Content starts
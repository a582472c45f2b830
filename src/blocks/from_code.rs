use log::debug;

use crate::ast::{AssignTarget, Expression, Statement, StatementKind, UnaryOperator};
use crate::blocks::verbs::{is_sensor, normalize_command};
use crate::blocks::{Block, BlockExpr, BlockKind, GameType, PaletteOp};
use crate::parser::parse;

/// Converts source into a block tree, or `None` when some statement or
/// expression has no block form (the host should stay in text mode).
pub fn parse_code_to_blocks(code: &str, game: GameType) -> Option<Vec<Block>> {
    let program = match parse(code) {
        Ok(program) => program,
        Err(error) => {
            debug!("no block form: {error}");
            return None;
        }
    };
    let mut converter = Converter { game, next_id: 0 };
    program
        .statements
        .iter()
        .map(|statement| converter.statement(statement))
        .collect()
}

struct Converter {
    game: GameType,
    next_id: usize,
}

impl Converter {
    fn fresh_id(&mut self) -> String {
        self.next_id += 1;
        format!("b{}", self.next_id)
    }

    /// A nested body holding only `pass` is the editor's empty body.
    fn body(&mut self, statements: &[Statement]) -> Option<Vec<Block>> {
        if let [only] = statements
            && matches!(only.kind, StatementKind::Pass)
        {
            return Some(Vec::new());
        }
        statements
            .iter()
            .map(|statement| self.statement(statement))
            .collect()
    }

    fn statement(&mut self, statement: &Statement) -> Option<Block> {
        let id = self.fresh_id();
        let kind = self.statement_kind(&statement.kind);
        if kind.is_none() {
            debug!("line {} has no block form", statement.line);
        }
        Some(Block::new(id, kind?))
    }

    fn statement_kind(&mut self, kind: &StatementKind) -> Option<BlockKind> {
        let block = match kind {
            StatementKind::FunctionDef { name, params, body } => BlockKind::FunctionDef {
                name: name.clone(),
                params: params.clone(),
                body: self.body(body)?,
            },
            StatementKind::Assign {
                target: AssignTarget::Name(name),
                value,
            } => BlockKind::SetVariable {
                name: name.clone(),
                value: self.expr(value)?,
            },
            StatementKind::Assign {
                target: AssignTarget::Index { .. },
                ..
            } => return None,
            StatementKind::If {
                condition,
                then_body,
                else_body,
            } => BlockKind::If {
                condition: self.expr(condition)?,
                then_body: self.body(then_body)?,
                else_body: if else_body.is_empty() {
                    None
                } else {
                    Some(self.body(else_body)?)
                },
            },
            StatementKind::While { condition, body } => BlockKind::While {
                condition: self.expr(condition)?,
                body: self.body(body)?,
            },
            StatementKind::ForRange {
                target,
                start,
                end,
                step,
                body,
            } => BlockKind::For {
                variable: target.clone(),
                from: self.expr(start)?,
                to: self.expr(end)?,
                step: match step {
                    Some(step) => Some(self.expr(step)?),
                    None => None,
                },
                body: self.body(body)?,
            },
            StatementKind::ForEach {
                target,
                iterable,
                body,
            } => BlockKind::ForEach {
                variable: target.clone(),
                iterable: self.expr(iterable)?,
                body: self.body(body)?,
            },
            StatementKind::Repeat { count, body } => BlockKind::Repeat {
                count: self.expr(count)?,
                body: self.body(body)?,
            },
            StatementKind::Return(value) => BlockKind::Return {
                value: match value {
                    Some(value) => Some(self.expr(value)?),
                    None => None,
                },
            },
            StatementKind::Break => BlockKind::Break,
            StatementKind::Continue => BlockKind::Continue,
            StatementKind::Pass => BlockKind::Pass,
            StatementKind::Expr(Expression::Call { name, args }) => {
                let args = self.exprs(args)?;
                if name == "print"
                    && let [value] = args.as_slice()
                {
                    return Some(BlockKind::Print {
                        value: value.clone(),
                    });
                }
                match normalize_command(self.game, name, &args) {
                    Some((verb, args)) => BlockKind::Command {
                        verb: verb.to_string(),
                        args,
                    },
                    None => BlockKind::FunctionCall {
                        name: name.clone(),
                        args,
                    },
                }
            }
            StatementKind::Expr(Expression::MethodCall {
                receiver,
                method,
                args,
            }) => {
                let list = receiver.clone();
                let mut args = self.exprs(args)?;
                match (method.as_str(), args.len()) {
                    ("append", 1) => BlockKind::ListAppend {
                        list,
                        value: args.pop()?,
                    },
                    ("pop", 0 | 1) => BlockKind::ListRemove {
                        list,
                        index: args.pop(),
                    },
                    ("insert", 2) => {
                        let value = args.pop()?;
                        BlockKind::ListInsert {
                            list,
                            index: args.pop()?,
                            value,
                        }
                    }
                    _ => return None,
                }
            }
            StatementKind::Expr(_) => return None,
        };
        Some(block)
    }

    fn exprs(&mut self, expressions: &[Expression]) -> Option<Vec<BlockExpr>> {
        expressions.iter().map(|expression| self.expr(expression)).collect()
    }

    fn expr(&mut self, expression: &Expression) -> Option<BlockExpr> {
        let block = match expression {
            Expression::Number(value) => BlockExpr::number(*value),
            Expression::String(value) => BlockExpr::text(value.clone()),
            Expression::Boolean(value) => BlockExpr::Boolean { value: *value },
            Expression::Identifier(name) => BlockExpr::variable(name.clone()),
            Expression::List(items) => BlockExpr::Array {
                items: self.exprs(items)?,
            },
            Expression::Object(entries) => BlockExpr::Object {
                entries: entries
                    .iter()
                    .map(|(key, value)| Some((key.clone(), self.expr(value)?)))
                    .collect::<Option<_>>()?,
            },
            Expression::Index { object, index } => match index.as_ref() {
                Expression::String(key) => BlockExpr::ObjectAccess {
                    object: Box::new(self.expr(object)?),
                    key: key.clone(),
                },
                index => BlockExpr::ArrayAccess {
                    array: Box::new(self.expr(object)?),
                    index: Box::new(self.expr(index)?),
                },
            },
            Expression::BinaryOp { left, op, right } => {
                let left = Box::new(self.expr(left)?);
                let right = Box::new(self.expr(right)?);
                match PaletteOp::from(*op) {
                    PaletteOp::Arithmetic(op) => BlockExpr::Binary { op, left, right },
                    PaletteOp::Comparison(op) => BlockExpr::Comparison { op, left, right },
                }
            }
            Expression::Unary {
                op: UnaryOperator::Not,
                operand,
            } => match self.expr(operand)? {
                BlockExpr::SensorCall {
                    name,
                    args,
                    negated: false,
                } => BlockExpr::SensorCall {
                    name,
                    args,
                    negated: true,
                },
                _ => return None,
            },
            Expression::Call { name, args } => {
                let args = self.exprs(args)?;
                if is_sensor(self.game, name) {
                    return Some(BlockExpr::SensorCall {
                        name: name.clone(),
                        args,
                        negated: false,
                    });
                }
                match (name.as_str(), args.as_slice()) {
                    ("len", [value]) => BlockExpr::Length {
                        value: Box::new(value.clone()),
                    },
                    ("random", []) => BlockExpr::Random,
                    ("randint", [min, max]) => BlockExpr::RandInt {
                        min: Box::new(min.clone()),
                        max: Box::new(max.clone()),
                    },
                    _ => return None,
                }
            }
            Expression::Null
            | Expression::Unary {
                op: UnaryOperator::Negate,
                ..
            }
            | Expression::MethodCall { .. } => return None,
        };
        Some(block)
    }
}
Content ends
Assignment - Please reproduce all of the records exactly as they stand.

Answer to this exercise -
repository a582472c45f2b830
filename src/blocks/from_code.rs
use log::debug;

use crate::ast::{AssignTarget, Expression, Statement, StatementKind, UnaryOperator};
use crate::blocks::verbs::{is_sensor, normalize_command};
use crate::blocks::{Block, BlockExpr, BlockKind, GameType, PaletteOp};
use crate::parser::parse;

/// Converts source into a block tree, or `None` when some statement or
/// expression has no block form (the host should stay in text mode).
pub fn parse_code_to_blocks(code: &str, game: GameType) -> Option<Vec<Block>> {
    let program = match parse(code) {
        Ok(program) => program,
        Err(error) => {
            debug!("no block form: {error}");
            return None;
        }
    };
    let mut converter = Converter { game, next_id: 0 };
    program
        .statements
        .iter()
        .map(|statement| converter.statement(statement))
        .collect()
}

struct Converter {
    game: GameType,
    next_id: usize,
}

impl Converter {
    fn fresh_id(&mut self) -> String {
        self.next_id += 1;
        format!("b{}", self.next_id)
    }

    /// A nested body holding only `pass` is the editor's empty body.
    fn body(&mut self, statements: &[Statement]) -> Option<Vec<Block>> {
        if let [only] = statements
            && matches!(only.kind, StatementKind::Pass)
        {
            return Some(Vec::new());
        }
        statements
            .iter()
            .map(|statement| self.statement(statement))
            .collect()
    }

    fn statement(&mut self, statement: &Statement) -> Option<Block> {
        let id = self.fresh_id();
        let kind = self.statement_kind(&statement.kind);
        if kind.is_none() {
            debug!("line {} has no block form", statement.line);
        }
        Some(Block::new(id, kind?))
    }

    fn statement_kind(&mut self, kind: &StatementKind) -> Option<BlockKind> {
        let block = match kind {
            StatementKind::FunctionDef { name, params, body } => BlockKind::FunctionDef {
                name: name.clone(),
                params: params.clone(),
                body: self.body(body)?,
            },
            StatementKind::Assign {
                target: AssignTarget::Name(name),
                value,
            } => BlockKind::SetVariable {
                name: name.clone(),
                value: self.expr(value)?,
            },
            StatementKind::Assign {
                target: AssignTarget::Index { .. },
                ..
            } => return None,
            StatementKind::If {
                condition,
                then_body,
                else_body,
            } => BlockKind::If {
                condition: self.expr(condition)?,
                then_body: self.body(then_body)?,
                else_body: if else_body.is_empty() {
                    None
                } else {
                    Some(self.body(else_body)?)
                },
            },
            StatementKind::While { condition, body } => BlockKind::While {
                condition: self.expr(condition)?,
                body: self.body(body)?,
            },
            StatementKind::ForRange {
                target,
                start,
                end,
                step,
                body,
            } => BlockKind::For {
                variable: target.clone(),
                from: self.expr(start)?,
                to: self.expr(end)?,
                step: match step {
                    Some(step) => Some(self.expr(step)?),
                    None => None,
                },
                body: self.body(body)?,
            },
            StatementKind::ForEach {
                target,
                iterable,
                body,
            } => BlockKind::ForEach {
                variable: target.clone(),
                iterable: self.expr(iterable)?,
                body: self.body(body)?,
            },
            StatementKind::Repeat { count, body } => BlockKind::Repeat {
                count: self.expr(count)?,
                body: self.body(body)?,
            },
            StatementKind::Return(value) => BlockKind::Return {
                value: match value {
                    Some(value) => Some(self.expr(value)?),
                    None => None,
                },
            },
            StatementKind::Break => BlockKind::Break,
            StatementKind::Continue => BlockKind::Continue,
            StatementKind::Pass => BlockKind::Pass,
            StatementKind::Expr(Expression::Call { name, args }) => {
                let args = self.exprs(args)?;
                if name == "print"
                    && let [value] = args.as_slice()
                {
                    return Some(BlockKind::Print {
                        value: value.clone(),
                    });
                }
                match normalize_command(self.game, name, &args) {
                    Some((verb, args)) => BlockKind::Command {
                        verb: verb.to_string(),
                        args,
                    },
                    None => BlockKind::FunctionCall {
                        name: name.clone(),
                        args,
                    },
                }
            }
            StatementKind::Expr(Expression::MethodCall {
                receiver,
                method,
                args,
            }) => {
                let list = receiver.clone();
                let mut args = self.exprs(args)?;
                match (method.as_str(), args.len()) {
                    ("append", 1) => BlockKind::ListAppend {
                        list,
                        value: args.pop()?,
                    },
                    ("pop", 0 | 1) => BlockKind::ListRemove {
                        list,
                        index: args.pop(),
                    },
                    ("insert", 2) => {
                        let value = args.pop()?;
                        BlockKind::ListInsert {
                            list,
                            index: args.pop()?,
                            value,
                        }
                    }
                    _ => return None,
                }
            }
            StatementKind::Expr(_) => return None,
        };
        Some(block)
    }

    fn exprs(&mut self, expressions: &[Expression]) -> Option<Vec<BlockExpr>> {
        expressions.iter().map(|expression| self.expr(expression)).collect()
    }

    fn expr(&mut self, expression: &Expression) -> Option<BlockExpr> {
        let block = match expression {
            Expression::Number(value) => BlockExpr::number(*value),
            Expression::String(value) => BlockExpr::text(value.clone()),
            Expression::Boolean(value) => BlockExpr::Boolean { value: *value },
            Expression::Identifier(name) => BlockExpr::variable(name.clone()),
            Expression::List(items) => BlockExpr::Array {
                items: self.exprs(items)?,
            },
            Expression::Object(entries) => BlockExpr::Object {
                entries: entries
                    .iter()
                    .map(|(key, value)| Some((key.clone(), self.expr(value)?)))
                    .collect::<Option<_>>()?,
            },
            Expression::Index { object, index } => match index.as_ref() {
                Expression::String(key) => BlockExpr::ObjectAccess {
                    object: Box::new(self.expr(object)?),
                    key: key.clone(),
                },
                index => BlockExpr::ArrayAccess {
                    array: Box::new(self.expr(object)?),
                    index: Box::new(self.expr(index)?),
                },
            },
            Expression::BinaryOp { left, op, right } => {
                let left = Box::new(self.expr(left)?);
                let right = Box::new(self.expr(right)?);
                match PaletteOp::from(*op) {
                    PaletteOp::Arithmetic(op) => BlockExpr::Binary { op, left, right },
                    PaletteOp::Comparison(op) => BlockExpr::Comparison { op, left, right },
                }
            }
            Expression::Unary {
                op: UnaryOperator::Not,
                operand,
            } => match self.expr(operand)? {
                BlockExpr::SensorCall {
                    name,
                    args,
                    negated: false,
                } => BlockExpr::SensorCall {
                    name,
                    args,
                    negated: true,
                },
                _ => return None,
            },
            Expression::Call { name, args } => {
                let args = self.exprs(args)?;
                if is_sensor(self.game, name) {
                    return Some(BlockExpr::SensorCall {
                        name: name.clone(),
                        args,
                        negated: false,
                    });
                }
                match (name.as_str(), args.as_slice()) {
                    ("len", [value]) => BlockExpr::Length {
                        value: Box::new(value.clone()),
                    },
                    ("random", []) => BlockExpr::Random,
                    ("randint", [min, max]) => BlockExpr::RandInt {
                        min: Box::new(min.clone()),
                        max: Box::new(max.clone()),
                    },
                    _ => return None,
                }
            }
            Expression::Null
            | Expression::Unary {
                op: UnaryOperator::Negate,
                ..
            }
            | Expression::MethodCall { .. } => return None,
        };
        Some(block)
    }
}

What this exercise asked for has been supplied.